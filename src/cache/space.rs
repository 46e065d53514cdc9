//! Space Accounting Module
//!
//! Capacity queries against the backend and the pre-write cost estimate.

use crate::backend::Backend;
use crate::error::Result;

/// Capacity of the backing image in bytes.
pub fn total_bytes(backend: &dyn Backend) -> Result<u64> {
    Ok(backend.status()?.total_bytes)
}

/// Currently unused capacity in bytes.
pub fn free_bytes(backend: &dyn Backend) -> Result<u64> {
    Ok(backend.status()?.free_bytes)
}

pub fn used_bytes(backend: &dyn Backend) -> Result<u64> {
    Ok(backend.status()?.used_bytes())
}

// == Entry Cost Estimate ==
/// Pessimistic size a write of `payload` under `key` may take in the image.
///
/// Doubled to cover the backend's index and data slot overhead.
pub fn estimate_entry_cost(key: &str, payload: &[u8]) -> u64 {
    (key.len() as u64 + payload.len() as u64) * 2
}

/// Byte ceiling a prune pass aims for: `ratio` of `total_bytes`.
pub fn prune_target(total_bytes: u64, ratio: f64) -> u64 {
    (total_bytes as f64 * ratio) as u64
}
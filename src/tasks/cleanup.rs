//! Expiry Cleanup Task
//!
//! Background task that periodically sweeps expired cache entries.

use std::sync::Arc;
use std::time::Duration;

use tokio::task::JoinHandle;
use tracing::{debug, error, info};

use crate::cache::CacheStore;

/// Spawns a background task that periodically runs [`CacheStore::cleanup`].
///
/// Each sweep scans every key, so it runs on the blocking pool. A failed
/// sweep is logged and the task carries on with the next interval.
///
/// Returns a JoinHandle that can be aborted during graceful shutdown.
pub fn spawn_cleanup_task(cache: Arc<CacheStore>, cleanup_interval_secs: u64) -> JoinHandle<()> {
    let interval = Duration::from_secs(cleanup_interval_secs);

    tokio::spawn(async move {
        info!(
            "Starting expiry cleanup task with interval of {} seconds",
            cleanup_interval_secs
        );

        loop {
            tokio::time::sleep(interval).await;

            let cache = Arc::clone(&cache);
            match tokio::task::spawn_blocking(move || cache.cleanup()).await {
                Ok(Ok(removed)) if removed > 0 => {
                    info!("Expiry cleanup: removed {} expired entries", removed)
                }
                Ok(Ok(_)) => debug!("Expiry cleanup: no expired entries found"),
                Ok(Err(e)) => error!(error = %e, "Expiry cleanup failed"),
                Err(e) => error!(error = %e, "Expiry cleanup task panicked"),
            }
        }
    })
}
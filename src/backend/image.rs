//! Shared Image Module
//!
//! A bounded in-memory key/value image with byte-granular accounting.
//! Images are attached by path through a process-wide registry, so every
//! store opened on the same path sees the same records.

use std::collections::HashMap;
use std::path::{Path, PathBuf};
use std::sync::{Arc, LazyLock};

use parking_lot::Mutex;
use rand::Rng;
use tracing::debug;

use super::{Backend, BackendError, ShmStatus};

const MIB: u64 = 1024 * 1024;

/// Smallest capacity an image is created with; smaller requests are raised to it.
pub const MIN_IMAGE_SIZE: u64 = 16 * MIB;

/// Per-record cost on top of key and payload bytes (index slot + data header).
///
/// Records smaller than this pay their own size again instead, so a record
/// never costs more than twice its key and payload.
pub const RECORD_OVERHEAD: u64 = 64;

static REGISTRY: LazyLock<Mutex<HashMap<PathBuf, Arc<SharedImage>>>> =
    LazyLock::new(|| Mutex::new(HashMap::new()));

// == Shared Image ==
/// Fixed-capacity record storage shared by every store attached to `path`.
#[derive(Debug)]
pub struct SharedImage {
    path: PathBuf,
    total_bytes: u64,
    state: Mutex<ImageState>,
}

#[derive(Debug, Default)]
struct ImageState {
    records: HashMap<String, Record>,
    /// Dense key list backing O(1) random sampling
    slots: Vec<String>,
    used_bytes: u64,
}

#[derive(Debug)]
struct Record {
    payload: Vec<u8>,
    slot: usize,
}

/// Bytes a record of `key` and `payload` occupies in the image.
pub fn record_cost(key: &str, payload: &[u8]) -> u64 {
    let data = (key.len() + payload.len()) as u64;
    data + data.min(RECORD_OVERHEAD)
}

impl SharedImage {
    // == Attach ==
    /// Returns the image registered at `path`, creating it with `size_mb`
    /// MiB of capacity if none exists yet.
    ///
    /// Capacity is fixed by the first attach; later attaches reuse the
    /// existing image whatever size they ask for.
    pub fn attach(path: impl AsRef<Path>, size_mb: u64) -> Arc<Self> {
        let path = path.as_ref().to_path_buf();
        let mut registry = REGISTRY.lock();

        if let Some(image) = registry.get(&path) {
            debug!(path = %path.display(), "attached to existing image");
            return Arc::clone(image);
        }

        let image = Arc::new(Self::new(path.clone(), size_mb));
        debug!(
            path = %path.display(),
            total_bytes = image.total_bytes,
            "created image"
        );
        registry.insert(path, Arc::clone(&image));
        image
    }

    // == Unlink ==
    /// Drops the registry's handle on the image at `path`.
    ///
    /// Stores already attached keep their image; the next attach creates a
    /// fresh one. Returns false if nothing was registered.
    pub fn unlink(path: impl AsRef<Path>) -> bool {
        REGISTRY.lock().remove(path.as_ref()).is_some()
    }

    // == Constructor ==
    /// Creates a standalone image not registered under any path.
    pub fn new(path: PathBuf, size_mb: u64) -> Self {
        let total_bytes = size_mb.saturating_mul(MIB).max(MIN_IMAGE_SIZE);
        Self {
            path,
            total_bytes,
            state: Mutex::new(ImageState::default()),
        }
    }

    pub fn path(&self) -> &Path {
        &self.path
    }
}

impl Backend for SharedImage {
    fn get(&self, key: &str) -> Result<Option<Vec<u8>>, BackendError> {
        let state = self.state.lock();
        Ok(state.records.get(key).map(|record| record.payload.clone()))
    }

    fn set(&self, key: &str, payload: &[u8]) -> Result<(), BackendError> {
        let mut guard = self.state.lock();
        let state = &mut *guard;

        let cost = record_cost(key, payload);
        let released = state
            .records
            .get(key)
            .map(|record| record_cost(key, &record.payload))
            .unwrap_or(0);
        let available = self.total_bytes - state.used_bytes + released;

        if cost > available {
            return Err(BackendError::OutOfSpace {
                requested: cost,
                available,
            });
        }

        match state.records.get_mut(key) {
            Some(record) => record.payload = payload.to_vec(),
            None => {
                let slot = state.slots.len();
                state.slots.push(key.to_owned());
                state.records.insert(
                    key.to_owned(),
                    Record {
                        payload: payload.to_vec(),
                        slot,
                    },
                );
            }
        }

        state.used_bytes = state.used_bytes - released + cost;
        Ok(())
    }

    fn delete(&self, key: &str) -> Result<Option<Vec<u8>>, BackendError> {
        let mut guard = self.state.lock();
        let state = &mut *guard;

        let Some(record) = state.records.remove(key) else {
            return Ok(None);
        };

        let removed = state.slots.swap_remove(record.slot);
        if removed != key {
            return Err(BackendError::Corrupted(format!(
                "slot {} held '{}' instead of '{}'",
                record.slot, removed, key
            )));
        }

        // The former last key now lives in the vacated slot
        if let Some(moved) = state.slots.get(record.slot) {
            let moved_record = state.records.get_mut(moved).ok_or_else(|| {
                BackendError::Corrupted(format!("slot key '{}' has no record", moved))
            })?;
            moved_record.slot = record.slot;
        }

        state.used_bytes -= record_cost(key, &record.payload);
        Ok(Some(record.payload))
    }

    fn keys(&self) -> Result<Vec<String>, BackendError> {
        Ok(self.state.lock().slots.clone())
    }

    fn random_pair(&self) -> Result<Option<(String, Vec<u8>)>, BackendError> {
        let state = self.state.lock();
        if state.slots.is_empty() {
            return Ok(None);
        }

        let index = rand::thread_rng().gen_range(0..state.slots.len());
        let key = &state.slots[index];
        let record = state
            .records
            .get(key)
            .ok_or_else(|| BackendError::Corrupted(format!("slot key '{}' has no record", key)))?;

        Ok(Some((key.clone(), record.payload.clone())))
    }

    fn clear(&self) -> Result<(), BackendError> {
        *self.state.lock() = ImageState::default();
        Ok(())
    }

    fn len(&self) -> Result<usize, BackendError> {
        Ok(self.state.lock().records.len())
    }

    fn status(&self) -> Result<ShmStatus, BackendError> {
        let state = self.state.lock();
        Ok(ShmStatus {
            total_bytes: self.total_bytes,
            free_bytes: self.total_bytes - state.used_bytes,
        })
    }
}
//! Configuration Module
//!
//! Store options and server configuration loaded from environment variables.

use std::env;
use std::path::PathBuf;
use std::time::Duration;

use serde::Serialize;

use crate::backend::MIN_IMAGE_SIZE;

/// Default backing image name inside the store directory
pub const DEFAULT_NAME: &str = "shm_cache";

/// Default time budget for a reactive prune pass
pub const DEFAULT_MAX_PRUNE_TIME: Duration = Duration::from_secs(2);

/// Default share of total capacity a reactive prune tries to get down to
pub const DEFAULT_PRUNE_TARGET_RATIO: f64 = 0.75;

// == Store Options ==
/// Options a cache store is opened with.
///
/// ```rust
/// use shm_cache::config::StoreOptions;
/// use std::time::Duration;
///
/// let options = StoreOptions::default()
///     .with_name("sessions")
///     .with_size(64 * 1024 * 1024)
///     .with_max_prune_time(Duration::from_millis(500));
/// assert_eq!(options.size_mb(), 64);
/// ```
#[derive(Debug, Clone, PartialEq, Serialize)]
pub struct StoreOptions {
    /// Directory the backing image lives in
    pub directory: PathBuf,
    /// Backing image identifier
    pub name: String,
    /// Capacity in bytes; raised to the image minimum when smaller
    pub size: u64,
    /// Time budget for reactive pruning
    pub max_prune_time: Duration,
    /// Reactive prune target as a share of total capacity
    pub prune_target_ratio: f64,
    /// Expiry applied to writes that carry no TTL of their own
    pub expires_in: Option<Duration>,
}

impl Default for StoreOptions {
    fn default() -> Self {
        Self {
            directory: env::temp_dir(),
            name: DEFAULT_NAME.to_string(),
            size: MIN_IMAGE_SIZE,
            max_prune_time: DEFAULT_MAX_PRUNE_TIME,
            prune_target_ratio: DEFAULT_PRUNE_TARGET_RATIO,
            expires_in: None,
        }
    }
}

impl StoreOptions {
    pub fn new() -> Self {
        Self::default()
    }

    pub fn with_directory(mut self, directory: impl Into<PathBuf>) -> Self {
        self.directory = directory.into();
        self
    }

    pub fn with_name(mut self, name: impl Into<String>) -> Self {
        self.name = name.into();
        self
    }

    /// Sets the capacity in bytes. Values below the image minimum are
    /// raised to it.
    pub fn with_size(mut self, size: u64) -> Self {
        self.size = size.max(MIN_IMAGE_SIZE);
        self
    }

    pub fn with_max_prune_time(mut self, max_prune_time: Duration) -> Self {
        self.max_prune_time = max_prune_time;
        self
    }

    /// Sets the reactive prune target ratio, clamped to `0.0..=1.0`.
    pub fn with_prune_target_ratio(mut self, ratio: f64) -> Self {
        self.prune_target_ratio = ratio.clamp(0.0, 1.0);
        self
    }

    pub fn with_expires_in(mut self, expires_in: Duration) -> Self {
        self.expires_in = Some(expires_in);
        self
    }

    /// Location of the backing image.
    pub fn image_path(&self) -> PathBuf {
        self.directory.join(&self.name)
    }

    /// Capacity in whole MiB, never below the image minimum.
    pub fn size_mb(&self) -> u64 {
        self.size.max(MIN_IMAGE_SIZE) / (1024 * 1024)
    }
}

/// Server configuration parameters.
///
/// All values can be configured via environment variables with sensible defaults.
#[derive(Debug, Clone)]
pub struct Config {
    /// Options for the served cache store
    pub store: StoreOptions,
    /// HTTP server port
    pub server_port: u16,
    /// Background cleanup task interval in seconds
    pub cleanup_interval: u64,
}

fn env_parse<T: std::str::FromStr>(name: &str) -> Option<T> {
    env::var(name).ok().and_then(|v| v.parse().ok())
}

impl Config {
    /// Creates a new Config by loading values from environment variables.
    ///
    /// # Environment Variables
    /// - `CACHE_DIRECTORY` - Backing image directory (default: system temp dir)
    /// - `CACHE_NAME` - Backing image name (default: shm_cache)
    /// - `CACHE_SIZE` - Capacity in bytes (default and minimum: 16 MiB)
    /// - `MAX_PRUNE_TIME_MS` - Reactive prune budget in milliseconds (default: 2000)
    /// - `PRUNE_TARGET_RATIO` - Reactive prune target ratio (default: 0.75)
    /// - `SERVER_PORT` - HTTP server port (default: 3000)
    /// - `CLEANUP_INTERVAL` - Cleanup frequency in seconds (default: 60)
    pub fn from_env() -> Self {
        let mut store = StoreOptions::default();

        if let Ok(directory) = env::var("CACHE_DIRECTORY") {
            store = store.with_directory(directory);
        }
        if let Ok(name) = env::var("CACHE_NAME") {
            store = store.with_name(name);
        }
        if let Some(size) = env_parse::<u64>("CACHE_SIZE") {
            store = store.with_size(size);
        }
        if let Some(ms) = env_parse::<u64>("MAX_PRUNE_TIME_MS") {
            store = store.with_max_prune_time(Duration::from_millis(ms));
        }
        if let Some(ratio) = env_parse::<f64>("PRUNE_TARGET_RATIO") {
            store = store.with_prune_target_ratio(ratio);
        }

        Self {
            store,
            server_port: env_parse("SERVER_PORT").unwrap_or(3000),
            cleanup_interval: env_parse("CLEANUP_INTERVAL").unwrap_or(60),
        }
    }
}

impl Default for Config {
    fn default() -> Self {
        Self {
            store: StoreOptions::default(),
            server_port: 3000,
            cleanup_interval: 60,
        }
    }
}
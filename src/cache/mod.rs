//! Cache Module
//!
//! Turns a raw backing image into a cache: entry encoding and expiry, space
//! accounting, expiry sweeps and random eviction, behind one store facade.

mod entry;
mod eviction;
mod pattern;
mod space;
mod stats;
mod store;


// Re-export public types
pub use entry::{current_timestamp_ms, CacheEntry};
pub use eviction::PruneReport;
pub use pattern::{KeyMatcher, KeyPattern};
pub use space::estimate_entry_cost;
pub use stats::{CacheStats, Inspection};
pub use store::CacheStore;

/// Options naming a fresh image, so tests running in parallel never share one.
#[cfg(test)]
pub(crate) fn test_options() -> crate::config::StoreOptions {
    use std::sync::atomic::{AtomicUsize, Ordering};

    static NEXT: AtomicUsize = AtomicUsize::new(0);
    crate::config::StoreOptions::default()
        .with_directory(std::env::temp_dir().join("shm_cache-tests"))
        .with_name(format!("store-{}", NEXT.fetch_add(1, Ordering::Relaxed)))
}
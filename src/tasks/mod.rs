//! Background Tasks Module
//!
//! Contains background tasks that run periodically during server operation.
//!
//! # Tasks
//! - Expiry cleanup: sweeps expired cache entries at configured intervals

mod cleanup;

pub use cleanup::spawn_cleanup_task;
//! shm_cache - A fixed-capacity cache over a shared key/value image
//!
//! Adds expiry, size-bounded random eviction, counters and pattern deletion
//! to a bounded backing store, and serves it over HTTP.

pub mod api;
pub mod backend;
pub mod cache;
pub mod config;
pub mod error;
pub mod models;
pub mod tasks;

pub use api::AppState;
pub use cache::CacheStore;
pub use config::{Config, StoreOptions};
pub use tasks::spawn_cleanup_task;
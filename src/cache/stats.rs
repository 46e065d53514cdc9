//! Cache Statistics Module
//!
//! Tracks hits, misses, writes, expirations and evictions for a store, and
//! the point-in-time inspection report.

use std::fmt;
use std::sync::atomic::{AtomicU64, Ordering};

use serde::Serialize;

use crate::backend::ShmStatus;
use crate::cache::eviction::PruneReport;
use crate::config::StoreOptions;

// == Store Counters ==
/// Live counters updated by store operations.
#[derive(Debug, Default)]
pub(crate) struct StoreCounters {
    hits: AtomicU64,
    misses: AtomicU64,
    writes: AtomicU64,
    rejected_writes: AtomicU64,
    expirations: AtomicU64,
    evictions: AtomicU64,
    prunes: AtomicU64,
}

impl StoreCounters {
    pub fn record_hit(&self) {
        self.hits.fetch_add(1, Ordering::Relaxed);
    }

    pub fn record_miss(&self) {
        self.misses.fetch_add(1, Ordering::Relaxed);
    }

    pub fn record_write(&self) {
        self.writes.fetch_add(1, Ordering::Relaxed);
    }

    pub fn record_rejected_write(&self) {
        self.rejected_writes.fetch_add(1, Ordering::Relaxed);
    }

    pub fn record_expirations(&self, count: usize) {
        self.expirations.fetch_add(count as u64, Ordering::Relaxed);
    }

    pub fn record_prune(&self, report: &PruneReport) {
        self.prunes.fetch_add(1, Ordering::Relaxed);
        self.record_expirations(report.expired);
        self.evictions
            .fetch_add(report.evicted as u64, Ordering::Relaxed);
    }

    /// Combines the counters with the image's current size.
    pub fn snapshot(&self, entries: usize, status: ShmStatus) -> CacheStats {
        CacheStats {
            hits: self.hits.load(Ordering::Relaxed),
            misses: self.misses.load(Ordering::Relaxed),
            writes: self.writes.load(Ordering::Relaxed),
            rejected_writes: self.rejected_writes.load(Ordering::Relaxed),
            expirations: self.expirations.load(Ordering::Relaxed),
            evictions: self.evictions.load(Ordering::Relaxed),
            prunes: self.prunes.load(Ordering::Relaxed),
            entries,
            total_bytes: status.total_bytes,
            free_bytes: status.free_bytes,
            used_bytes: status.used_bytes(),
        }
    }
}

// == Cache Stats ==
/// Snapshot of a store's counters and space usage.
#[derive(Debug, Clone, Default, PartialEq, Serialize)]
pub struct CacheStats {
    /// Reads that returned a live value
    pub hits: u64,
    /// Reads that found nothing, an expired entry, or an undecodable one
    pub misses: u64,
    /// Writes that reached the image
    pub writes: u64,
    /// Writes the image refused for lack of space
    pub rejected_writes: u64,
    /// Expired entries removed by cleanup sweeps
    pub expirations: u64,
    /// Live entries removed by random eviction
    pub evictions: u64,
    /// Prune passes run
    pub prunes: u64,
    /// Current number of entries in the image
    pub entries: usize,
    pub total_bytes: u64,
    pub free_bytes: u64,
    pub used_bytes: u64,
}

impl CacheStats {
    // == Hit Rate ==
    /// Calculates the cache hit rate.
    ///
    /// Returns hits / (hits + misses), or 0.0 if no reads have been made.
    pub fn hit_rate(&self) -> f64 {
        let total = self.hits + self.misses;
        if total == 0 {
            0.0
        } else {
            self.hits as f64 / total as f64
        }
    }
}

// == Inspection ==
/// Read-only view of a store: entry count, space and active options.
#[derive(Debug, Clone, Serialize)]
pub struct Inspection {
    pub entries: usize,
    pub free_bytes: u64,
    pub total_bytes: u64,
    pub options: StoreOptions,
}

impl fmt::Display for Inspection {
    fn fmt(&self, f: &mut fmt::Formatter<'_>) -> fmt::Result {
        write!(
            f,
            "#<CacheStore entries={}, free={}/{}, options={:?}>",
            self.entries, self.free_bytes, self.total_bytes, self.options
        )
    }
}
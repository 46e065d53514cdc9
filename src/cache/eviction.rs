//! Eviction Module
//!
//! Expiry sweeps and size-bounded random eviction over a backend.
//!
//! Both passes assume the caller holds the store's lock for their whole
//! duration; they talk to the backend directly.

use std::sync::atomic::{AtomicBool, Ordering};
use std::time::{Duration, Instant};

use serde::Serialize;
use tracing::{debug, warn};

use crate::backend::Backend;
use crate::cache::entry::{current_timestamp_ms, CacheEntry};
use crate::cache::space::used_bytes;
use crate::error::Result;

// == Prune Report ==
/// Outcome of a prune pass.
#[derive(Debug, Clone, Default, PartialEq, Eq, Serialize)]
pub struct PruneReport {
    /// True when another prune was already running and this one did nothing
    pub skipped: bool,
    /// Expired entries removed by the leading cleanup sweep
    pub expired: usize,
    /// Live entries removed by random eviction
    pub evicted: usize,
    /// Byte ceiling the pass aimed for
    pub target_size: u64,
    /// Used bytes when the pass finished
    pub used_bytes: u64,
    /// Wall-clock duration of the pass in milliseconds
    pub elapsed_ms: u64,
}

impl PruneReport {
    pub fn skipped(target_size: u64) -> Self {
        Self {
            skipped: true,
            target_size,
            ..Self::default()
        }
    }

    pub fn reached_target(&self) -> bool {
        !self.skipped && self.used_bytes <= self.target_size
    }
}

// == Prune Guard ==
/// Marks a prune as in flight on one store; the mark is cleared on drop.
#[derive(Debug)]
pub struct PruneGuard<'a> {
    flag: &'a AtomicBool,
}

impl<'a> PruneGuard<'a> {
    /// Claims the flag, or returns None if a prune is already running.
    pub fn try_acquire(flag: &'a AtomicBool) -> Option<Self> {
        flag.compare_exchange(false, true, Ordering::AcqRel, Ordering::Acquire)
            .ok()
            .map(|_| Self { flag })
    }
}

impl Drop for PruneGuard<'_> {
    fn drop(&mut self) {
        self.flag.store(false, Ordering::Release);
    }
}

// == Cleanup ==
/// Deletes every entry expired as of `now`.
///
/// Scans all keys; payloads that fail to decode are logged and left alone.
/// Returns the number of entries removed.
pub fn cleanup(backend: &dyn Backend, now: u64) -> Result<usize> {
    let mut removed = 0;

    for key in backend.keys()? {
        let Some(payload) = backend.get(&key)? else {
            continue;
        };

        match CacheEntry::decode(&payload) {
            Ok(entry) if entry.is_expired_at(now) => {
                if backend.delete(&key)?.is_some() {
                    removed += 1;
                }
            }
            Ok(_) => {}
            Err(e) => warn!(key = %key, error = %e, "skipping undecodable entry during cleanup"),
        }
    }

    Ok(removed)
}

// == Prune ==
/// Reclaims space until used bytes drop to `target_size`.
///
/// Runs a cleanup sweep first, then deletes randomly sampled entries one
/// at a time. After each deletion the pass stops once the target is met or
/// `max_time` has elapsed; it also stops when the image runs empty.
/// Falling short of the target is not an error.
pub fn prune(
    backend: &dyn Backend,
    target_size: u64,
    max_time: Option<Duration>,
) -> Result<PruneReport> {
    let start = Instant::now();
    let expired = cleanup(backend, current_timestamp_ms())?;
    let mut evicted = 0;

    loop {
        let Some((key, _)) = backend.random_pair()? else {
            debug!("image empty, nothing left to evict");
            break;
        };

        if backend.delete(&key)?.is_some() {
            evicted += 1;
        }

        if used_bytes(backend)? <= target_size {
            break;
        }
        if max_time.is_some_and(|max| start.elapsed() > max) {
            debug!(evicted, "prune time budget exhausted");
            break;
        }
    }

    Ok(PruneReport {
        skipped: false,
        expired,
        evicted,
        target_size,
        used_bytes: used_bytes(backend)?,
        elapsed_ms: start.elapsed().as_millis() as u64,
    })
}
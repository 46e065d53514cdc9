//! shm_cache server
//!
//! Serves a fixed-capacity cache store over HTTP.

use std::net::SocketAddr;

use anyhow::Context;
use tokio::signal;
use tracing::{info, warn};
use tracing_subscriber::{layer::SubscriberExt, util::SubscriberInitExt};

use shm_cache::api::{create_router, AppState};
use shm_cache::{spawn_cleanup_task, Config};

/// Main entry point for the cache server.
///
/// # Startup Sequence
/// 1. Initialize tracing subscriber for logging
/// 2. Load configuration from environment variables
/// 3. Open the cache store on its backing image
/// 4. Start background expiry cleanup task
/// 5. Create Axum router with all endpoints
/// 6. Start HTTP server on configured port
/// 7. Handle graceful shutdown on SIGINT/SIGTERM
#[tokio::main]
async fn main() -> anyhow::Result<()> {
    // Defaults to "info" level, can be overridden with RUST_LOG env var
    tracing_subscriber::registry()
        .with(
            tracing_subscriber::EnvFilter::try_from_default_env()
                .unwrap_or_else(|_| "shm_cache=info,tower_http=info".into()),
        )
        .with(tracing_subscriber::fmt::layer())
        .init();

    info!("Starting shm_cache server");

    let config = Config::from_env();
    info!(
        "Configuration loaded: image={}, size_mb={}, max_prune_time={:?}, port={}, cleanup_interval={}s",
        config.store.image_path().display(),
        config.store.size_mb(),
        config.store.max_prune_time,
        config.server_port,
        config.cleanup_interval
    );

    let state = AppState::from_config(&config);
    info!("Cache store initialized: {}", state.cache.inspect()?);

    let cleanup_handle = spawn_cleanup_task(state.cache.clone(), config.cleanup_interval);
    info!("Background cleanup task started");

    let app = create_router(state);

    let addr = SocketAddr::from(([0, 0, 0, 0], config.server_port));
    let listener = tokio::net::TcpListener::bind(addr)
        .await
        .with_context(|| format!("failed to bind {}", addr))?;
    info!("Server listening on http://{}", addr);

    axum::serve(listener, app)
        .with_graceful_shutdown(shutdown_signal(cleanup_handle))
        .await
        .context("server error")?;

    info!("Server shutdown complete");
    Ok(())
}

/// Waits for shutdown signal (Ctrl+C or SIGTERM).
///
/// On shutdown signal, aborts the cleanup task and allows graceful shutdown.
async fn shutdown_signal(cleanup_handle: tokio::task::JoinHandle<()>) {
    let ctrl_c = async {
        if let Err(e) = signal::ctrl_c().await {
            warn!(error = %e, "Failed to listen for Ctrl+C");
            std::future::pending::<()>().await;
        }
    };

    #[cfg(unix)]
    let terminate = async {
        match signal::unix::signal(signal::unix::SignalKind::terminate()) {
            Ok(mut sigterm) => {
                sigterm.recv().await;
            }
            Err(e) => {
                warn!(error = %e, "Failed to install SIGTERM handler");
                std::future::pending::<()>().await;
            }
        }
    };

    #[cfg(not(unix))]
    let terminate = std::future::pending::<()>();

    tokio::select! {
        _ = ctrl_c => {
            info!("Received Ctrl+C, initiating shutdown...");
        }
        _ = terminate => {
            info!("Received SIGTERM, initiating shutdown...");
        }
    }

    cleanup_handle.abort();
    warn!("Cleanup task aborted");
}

○ ○ ○ ○ ○ ○ ○

*EXERCISE OBJECTIVE*
Copy all lines above where "during" is present.

*WRITTEN ANSWER*
/// Returns a JoinHandle that can be aborted during graceful shutdown.
//! Contains background tasks that run periodically during server operation.
            Err(e) => warn!(key = %key, error = %e, "skipping undecodable entry during cleanup"),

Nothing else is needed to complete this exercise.